PCC elections: How Labour’s vote changed – and the swing from the Tories to Labour

November 26, 2012 5:40 pm

I’ve noticed that no one seems to have calculated the notional change in the Labour vote between the 2010 General Election figures calculated by the Police Foundation, and the Police & Crime Commissioners elections on 15 November, nor the Conservative to Labour two-party swing in the same period.

So I thought I would.

The resulting tables, ranked by how Labour performed, are below. I’ve noted where the figures are particularly distorted by there only being two candidates. The obvious caveats about these being very low turnout elections with strong independent candidates apply.

For comparison, the YouGov opinion poll on polling day in the PCC elections suggests national voting intentions with a rather higher, 14%, increase in the Labour vote since 2010, and a swing of about 8.5%.

If people have local intel that explains particularly strong or weak outcomes below, please share in the comments.

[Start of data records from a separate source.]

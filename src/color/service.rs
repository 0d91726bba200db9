//! Color Service for orchestrating color extraction.
//!
//! The ColorService is the main entry point for color requests. It runs the
//! cache-aside pipeline:
//!
//! ```text
//! ┌─────────────────────────────────────────────────────────────────┐
//! │                         ColorService                            │
//! │  ┌─────────────────────────────────────────────────────────┐    │
//! │  │                    get_color()                          │    │
//! │  │  1. Validate URL      4. Decode (blocking pool)         │    │
//! │  │  2. Check cache       5. Reduce to one color            │    │
//! │  │  3. Fetch bytes       6. Write back & return            │    │
//! │  └─────────────────────────────────────────────────────────┘    │
//! │           │                    │                    │           │
//! │           ▼                    ▼                    ▼           │
//! │    ┌────────────┐      ┌──────────────┐    ┌──────────────────┐ │
//! │    │ ColorStore │      │ ImageFetcher │    │ decode + reduce  │ │
//! │    └────────────┘      └──────────────┘    └──────────────────┘ │
//! └─────────────────────────────────────────────────────────────────┘
//! ```

use std::sync::Arc;

use tracing::debug;

use crate::error::{ColorError, DecodeError};
use crate::fetch::ImageFetcher;
use crate::store::{ColorStore, Fingerprint};

use super::decoder::decode_image;
use super::reducer::{reduce, ColorValue};

/// Response from the color service.
#[derive(Debug, Clone, Copy, PartialEq, Eq)]
pub struct ColorResponse {
    /// The representative color
    pub color: ColorValue,

    /// Whether the color came from the volatile tier
    pub cache_hit: bool,
}

/// Service computing and memoizing the dominant color of remote images.
///
/// # Type Parameters
///
/// * `F` - The image fetcher (e.g., [`HttpFetcher`](crate::fetch::HttpFetcher))
///
/// # Example
///
/// ```ignore
/// use img2color::color::ColorService;
/// use img2color::fetch::HttpFetcher;
/// use img2color::store::ColorStore;
///
/// let service = ColorService::new(HttpFetcher::new()?, ColorStore::new());
/// let response = service.get_color("https://example.com/cat.png").await?;
///
/// println!("{} (cache hit: {})", response.color, response.cache_hit);
/// ```
pub struct ColorService<F: ImageFetcher> {
    fetcher: Arc<F>,
    store: ColorStore,
}

impl<F: ImageFetcher> ColorService<F> {
    /// Create a new color service.
    pub fn new(fetcher: F, store: ColorStore) -> Self {
        Self {
            fetcher: Arc::new(fetcher),
            store,
        }
    }

    /// Create a color service with a shared fetcher.
    pub fn with_shared_fetcher(fetcher: Arc<F>, store: ColorStore) -> Self {
        Self { fetcher, store }
    }

    /// The store fronting the computation.
    pub fn store(&self) -> &ColorStore {
        &self.store
    }

    /// Get the color for an image URL, using the cache when available.
    ///
    /// On a cache hit nothing is fetched. On a miss the color is computed and
    /// written back through the store; write-back failures do not fail the
    /// request.
    ///
    /// # Errors
    ///
    /// - [`ColorError::MissingImage`] if `url` is empty
    /// - [`ColorError::Fetch`] if the image cannot be retrieved
    /// - [`ColorError::Decode`] if the image cannot be decoded
    pub async fn get_color(&self, url: &str) -> Result<ColorResponse, ColorError> {
        if url.is_empty() {
            return Err(ColorError::MissingImage);
        }

        let key = Fingerprint::of(url);

        if let Some(color) = self.store.get(&key).await {
            debug!(url = %url, color = %color, "Cache hit");
            return Ok(ColorResponse {
                color,
                cache_hit: true,
            });
        }

        debug!(url = %url, "Cache miss");
        let color = self.compute_color(url).await?;

        self.store.put(&key, url, color).await;

        Ok(ColorResponse {
            color,
            cache_hit: false,
        })
    }

    /// Fetch, decode and reduce an image without touching the cache.
    pub async fn compute_color(&self, url: &str) -> Result<ColorValue, ColorError> {
        let data = self.fetcher.fetch(url).await?;

        let color = tokio::task::spawn_blocking(move || decode_image(&data).map(|img| reduce(&img)))
            .await
            .map_err(|e| DecodeError::Corrupt(format!("decoder task failed: {}", e)))??;

        Ok(color)
    }
}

PCC area Change in Lab vote
Dyfed-Powys 26.5% 2 horse race
North Yorkshire 22.7% 2 horse race
Staffordshire 17.0% 2 horse race
Suffolk 13.8%
Northumbria 11.0%
West Yorkshire 10.4%
Greater Manchester 10.2%
Hertfordshire 9.9%
Derbyshire 9.7%
Thames Valley 8.4%
South Yorkshire 8.3%
West Mercia 7.1%
Warwickshire 7.0%
Bedfordshire 6.7%
Durham 6.3%
Leicestershire 6.3%
Nottinghamshire 6.0%
Wiltshire 5.3%
South Wales 5.2%
Sussex 5.0%
West Midlands 4.0%
Merseyside 4.0%
Lancashire 4.0%
Hampshire 3.6%
Surrey 3.5%
Cambridgeshire 3.5%
Avon & Somerset 3.3%
Norfolk 3.1%
Devon & Cornwall 0.2%
Dorset -0.1%
Northamptonshire -1.4%
Cleveland -1.5%
Essex -2.1%
Gwent -2.9%
North Wales -3.4%
Gloucestershire -3.9%
Cheshire -4.1%
Humberside -6.2%
Cumbria -6.2%
Lincolnshire -8.7%
Kent -10.1%
PCC area    Swing from Con to Lab
Surrey 16.2%
Hampshire 14.2%
Suffolk 12.5%
West Yorkshire 11.1%
Nottinghamshire 11.1%
Greater Manchester 11.0%
Thames Valley 11.0%
Cambridgeshire 11.0%
Derbyshire 10.9%
Warwickshire 10.4%
Sussex 10.0%
Bedfordshire 9.9%
West Midlands 9.2%
Durham 9.0%
Wiltshire 8.5%
Essex 8.5%
West Mercia 8.4%
Avon & Somerset 8.4%
Northamptonshire 8.4%
Dorset 7.9%
Kent 7.8%
Hertfordshire 7.3%
Norfolk 7.3%
South Yorkshire 7.2%
Devon & Cornwall 6.9%
Lincolnshire 6.9%
Leicestershire 6.8%
South Wales 6.6%
Merseyside 6.3%
North Wales 6.1%
North Yorkshire 5.7%
Gwent 5.3%
Humberside 4.5%
Lancashire 4.1%
Northumbria 3.9%
Staffordshire 3.4%
Gloucestershire 2.9%
Dyfed-Powys 2.8%
Cumbria 2.2%
Cheshire -0.1%
Cleveland -1.7%
  • http://twitter.com/jonnymorris Jonny Morris

    Luke, I calculated these figures, too. My numbers are very close to yours. I didn’t publish them because they mean nothing. North Yorkshire, two candidates. Devon & Cornwall, ten. There are so many caveats regarding independents, turn-out, STV, etc, that even a psephologicalporn merchant like myself decided they weremeaningless.

  • John Ruddy

    I guess theres a reason why no one had done it – the low turnout meant there wasnt anything meaningful that could be extrapolated from it.
    Its like when the Lib Dems take a by-election victory for a town council ward and generate a bar chart to suggest they’re set for a landslide.

  • http://www.facebook.com/profile.php?id=715486331 Alex Otley

    I wouldn’t bother trying to draw conclusions from the PCC elections – the turnout was catastrophically low, people didn’t take the elections seriously and there was surge in support for independent candidates that we can safely assume will not be a factor in a general election.